Your response should contain every line from the data below that holds the string "gather".
= = =
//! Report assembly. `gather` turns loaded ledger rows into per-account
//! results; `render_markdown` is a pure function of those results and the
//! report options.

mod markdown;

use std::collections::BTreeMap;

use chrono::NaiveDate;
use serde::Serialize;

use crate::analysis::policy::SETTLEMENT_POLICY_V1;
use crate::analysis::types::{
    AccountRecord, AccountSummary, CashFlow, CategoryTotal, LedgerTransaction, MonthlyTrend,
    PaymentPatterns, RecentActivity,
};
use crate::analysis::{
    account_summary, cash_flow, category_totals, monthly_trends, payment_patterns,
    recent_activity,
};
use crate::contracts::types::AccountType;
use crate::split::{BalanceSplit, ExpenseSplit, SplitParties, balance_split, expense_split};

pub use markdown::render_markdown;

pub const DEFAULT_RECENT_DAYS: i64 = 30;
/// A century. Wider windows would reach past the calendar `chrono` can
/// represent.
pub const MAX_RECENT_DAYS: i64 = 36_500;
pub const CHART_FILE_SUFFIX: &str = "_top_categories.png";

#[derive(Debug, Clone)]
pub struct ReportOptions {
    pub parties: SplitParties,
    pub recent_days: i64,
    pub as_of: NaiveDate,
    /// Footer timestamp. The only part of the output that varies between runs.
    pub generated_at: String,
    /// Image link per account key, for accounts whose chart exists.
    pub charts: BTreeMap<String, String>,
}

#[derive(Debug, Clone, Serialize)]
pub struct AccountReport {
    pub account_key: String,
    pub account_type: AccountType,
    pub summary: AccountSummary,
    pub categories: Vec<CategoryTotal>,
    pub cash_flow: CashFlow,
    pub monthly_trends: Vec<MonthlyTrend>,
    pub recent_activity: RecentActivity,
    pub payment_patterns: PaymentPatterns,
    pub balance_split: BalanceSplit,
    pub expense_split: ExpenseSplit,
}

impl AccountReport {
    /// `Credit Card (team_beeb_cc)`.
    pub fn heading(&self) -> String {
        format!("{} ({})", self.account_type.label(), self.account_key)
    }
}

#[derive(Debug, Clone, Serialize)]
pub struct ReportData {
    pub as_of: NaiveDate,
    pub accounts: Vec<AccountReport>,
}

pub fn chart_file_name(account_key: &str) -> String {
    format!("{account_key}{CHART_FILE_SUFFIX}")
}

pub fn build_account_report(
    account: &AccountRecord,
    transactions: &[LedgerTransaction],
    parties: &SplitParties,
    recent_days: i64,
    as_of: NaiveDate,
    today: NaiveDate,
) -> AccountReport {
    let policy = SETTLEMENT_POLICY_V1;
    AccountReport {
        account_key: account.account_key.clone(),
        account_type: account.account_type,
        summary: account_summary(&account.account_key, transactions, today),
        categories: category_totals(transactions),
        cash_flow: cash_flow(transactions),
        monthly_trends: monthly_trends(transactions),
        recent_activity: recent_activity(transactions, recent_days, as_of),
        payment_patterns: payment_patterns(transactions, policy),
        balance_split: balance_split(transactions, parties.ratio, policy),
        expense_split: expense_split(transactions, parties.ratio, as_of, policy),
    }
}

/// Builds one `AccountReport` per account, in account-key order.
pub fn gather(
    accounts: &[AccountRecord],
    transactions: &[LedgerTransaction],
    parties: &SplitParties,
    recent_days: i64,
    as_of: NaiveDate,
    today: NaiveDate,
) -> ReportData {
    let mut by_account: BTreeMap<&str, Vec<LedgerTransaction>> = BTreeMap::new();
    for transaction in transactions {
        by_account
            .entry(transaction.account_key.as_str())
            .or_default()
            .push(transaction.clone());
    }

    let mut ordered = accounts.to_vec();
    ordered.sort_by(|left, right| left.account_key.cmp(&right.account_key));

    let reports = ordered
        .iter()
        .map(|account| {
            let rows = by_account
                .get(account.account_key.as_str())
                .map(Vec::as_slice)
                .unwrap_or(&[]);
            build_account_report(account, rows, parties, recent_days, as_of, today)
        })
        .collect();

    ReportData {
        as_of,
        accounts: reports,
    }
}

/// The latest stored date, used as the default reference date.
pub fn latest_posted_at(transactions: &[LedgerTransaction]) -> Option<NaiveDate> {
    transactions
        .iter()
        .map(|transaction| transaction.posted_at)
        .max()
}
= = =
= OUTPUT OF THE EXERCISE =
//! Report assembly. `gather` turns loaded ledger rows into per-account
pub fn gather(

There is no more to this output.